Tropospheric Formaldehyde Retrievals from GEMS within the GEO-RING Project

Formaldehyde (HCHO) is a short-lived product of volatile organic compound oxidation and a key precursor of tropospheric ozone, making it an essential proxy for surface emissions and air quality. Until recently, global HCHO monitoring relied on low-Earth-orbit (LEO) sensors, providing limited temporal coverage. The advent of geostationary UV–visible spectrometers such as GEMS, TEMPO, and Sentinel-4 now enables continuous daytime observations with high spatial and temporal resolution respectively over Asia, North America and Europe.
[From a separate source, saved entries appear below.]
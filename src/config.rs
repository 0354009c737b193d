use std::fs;
use std::path::Path;

use anyhow::{Context, Result};
use glam::Vec3;
use serde::{Deserialize, Serialize};

use crate::decoder::DecoderConfig;
use crate::framing::DEFAULT_FRAMING_OFFSET;

/// Viewer settings; every field falls back to its default when missing.
#[derive(Debug, Clone, PartialEq, Serialize, Deserialize)]
#[serde(default)]
pub struct ViewerConfig {
    pub camera: CameraConfig,
    pub controls: ControlsConfig,
    pub lights: LightsConfig,
    pub helpers: HelpersConfig,
    /// Margin multiplier used when framing a model.
    pub framing_offset: f32,
    /// Upper bound for the device pixel ratio used on high-density displays.
    pub max_pixel_ratio: f64,
    /// RGBA clear colour; the default is fully transparent.
    pub clear_color: [f64; 4],
    pub decoder: DecoderConfig,
}

impl Default for ViewerConfig {
    fn default() -> Self {
        Self {
            camera: CameraConfig::default(),
            controls: ControlsConfig::default(),
            lights: LightsConfig::default(),
            helpers: HelpersConfig::default(),
            framing_offset: DEFAULT_FRAMING_OFFSET,
            max_pixel_ratio: 2.0,
            clear_color: [0.0, 0.0, 0.0, 0.0],
            decoder: DecoderConfig::default(),
        }
    }
}

impl ViewerConfig {
    pub fn from_json_str(text: &str) -> Result<Self> {
        serde_json::from_str(text).context("invalid viewer configuration")
    }

    pub fn load(path: impl AsRef<Path>) -> Result<Self> {
        let path = path.as_ref();
        let text = fs::read_to_string(path)
            .with_context(|| format!("failed to read config {}", path.display()))?;
        Self::from_json_str(&text).with_context(|| format!("in {}", path.display()))
    }
}

#[derive(Debug, Clone, PartialEq, Serialize, Deserialize)]
#[serde(default)]
pub struct CameraConfig {
    pub fov_degrees: f32,
    pub position: Vec3,
    pub near: f32,
    pub far: f32,
}

impl Default for CameraConfig {
    fn default() -> Self {
        Self {
            fov_degrees: 75.0,
            position: Vec3::new(8.0, 13.0, 15.0),
            near: 0.1,
            far: 2000.0,
        }
    }
}

#[derive(Debug, Clone, PartialEq, Serialize, Deserialize)]
#[serde(default)]
pub struct ControlsConfig {
    pub target: Vec3,
    pub enable_damping: bool,
    pub damping_factor: f32,
    pub rotate_speed: f32,
    pub zoom_speed: f32,
    pub pan_speed: f32,
}

impl Default for ControlsConfig {
    fn default() -> Self {
        Self {
            target: Vec3::new(-2.0, 0.0, 0.0),
            enable_damping: true,
            damping_factor: 0.05,
            rotate_speed: 1.0,
            zoom_speed: 1.0,
            pan_speed: 1.0,
        }
    }
}

#[derive(Debug, Clone, PartialEq, Serialize, Deserialize)]
#[serde(default)]
pub struct LightsConfig {
    pub ambient_color: Vec3,
    pub ambient_intensity: f32,
    pub directional_color: Vec3,
    pub directional_intensity: f32,
    pub directional_position: Vec3,
    pub directional_target: Vec3,
}

impl Default for LightsConfig {
    fn default() -> Self {
        Self {
            ambient_color: Vec3::ONE,
            ambient_intensity: 0.5,
            directional_color: Vec3::ONE,
            directional_intensity: 1.0,
            directional_position: Vec3::new(0.0, 10.0, 0.0),
            directional_target: Vec3::new(-5.0, 0.0, 0.0),
        }
    }
}

#[derive(Debug, Clone, PartialEq, Serialize, Deserialize)]
#[serde(default)]
pub struct HelpersConfig {
    pub grid: bool,
    pub grid_size: f32,
    pub grid_divisions: u32,
    pub axes: bool,
    pub axes_size: f32,
}

impl Default for HelpersConfig {
    fn default() -> Self {
        Self {
            grid: true,
            grid_size: 50.0,
            grid_divisions: 30,
            axes: true,
            axes_size: 1.0,
        }
    }
}

#[cfg(test)]
mod tests {
    use std::io::Write;

    use tempfile::NamedTempFile;

    use super::*;

    #[test]
    fn empty_object_gives_defaults() {
        let config = ViewerConfig::from_json_str("{}").unwrap();
        assert_eq!(config, ViewerConfig::default());
        assert_eq!(config.camera.fov_degrees, 75.0);
        assert_eq!(config.framing_offset, 1.5);
        assert!(config.decoder.y_up);
    }

    #[test]
    fn partial_sections_keep_other_defaults() {
        let config = ViewerConfig::from_json_str(
            r#"{ "framing_offset": 2.0, "camera": { "fov_degrees": 50 }, "helpers": { "grid": false } }"#,
        )
        .unwrap();
        assert_eq!(config.framing_offset, 2.0);
        assert_eq!(config.camera.fov_degrees, 50.0);
        assert_eq!(config.camera.position, Vec3::new(8.0, 13.0, 15.0));
        assert!(!config.helpers.grid);
        assert!(config.helpers.axes);
    }

    #[test]
    fn loads_from_file() {
        let mut file = NamedTempFile::new().unwrap();
        write!(file, r#"{{ "decoder": {{ "y_up": false, "skipped_types": [] }} }}"#).unwrap();
        let config = ViewerConfig::load(file.path()).unwrap();
        assert!(!config.decoder.y_up);
        assert!(config.decoder.skipped_types.is_empty());
    }

    #[test]
    fn malformed_json_is_an_error() {
        assert!(ViewerConfig::from_json_str("{ framing_offset: }").is_err());
    }
}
Within the GEO-RING project, we evaluate the GEMS operational HCHO product and explore methods to improve retrieval accuracy. Performance is assessed against ground-based networks (PGN Pandora, NDACC FTIR and MAX-DOAS) and LEO sensors (TROPOMI, GOME2-B,C), focusing on intermediate quantities such as slant columns that determine the information content from the instrument. To enhance the DOAS inversion, we test two approaches: (1) pseudo-cross-sections derived from principal component analysis of fit residuals, and (2) a CODOAS approach exploiting the covariance of the fit residuals. These methods are designed to be applicable consistently across GEMS, TEMPO, and Sentinel-4 to mitigate instrumental artifacts and scene inhomogeneity.

We also revisit background correction and air mass factor calculations for GEO observations, ensuring compatibility with LEO-based HCHO climate data records (ESA CCI). Finally, GEMS data are analysed to characterise diurnal variability over selected regions and compared with combined morning and afternoon LEO observations, demonstrating the added value of GEO sensors for future long-term atmospheric composition monitoring.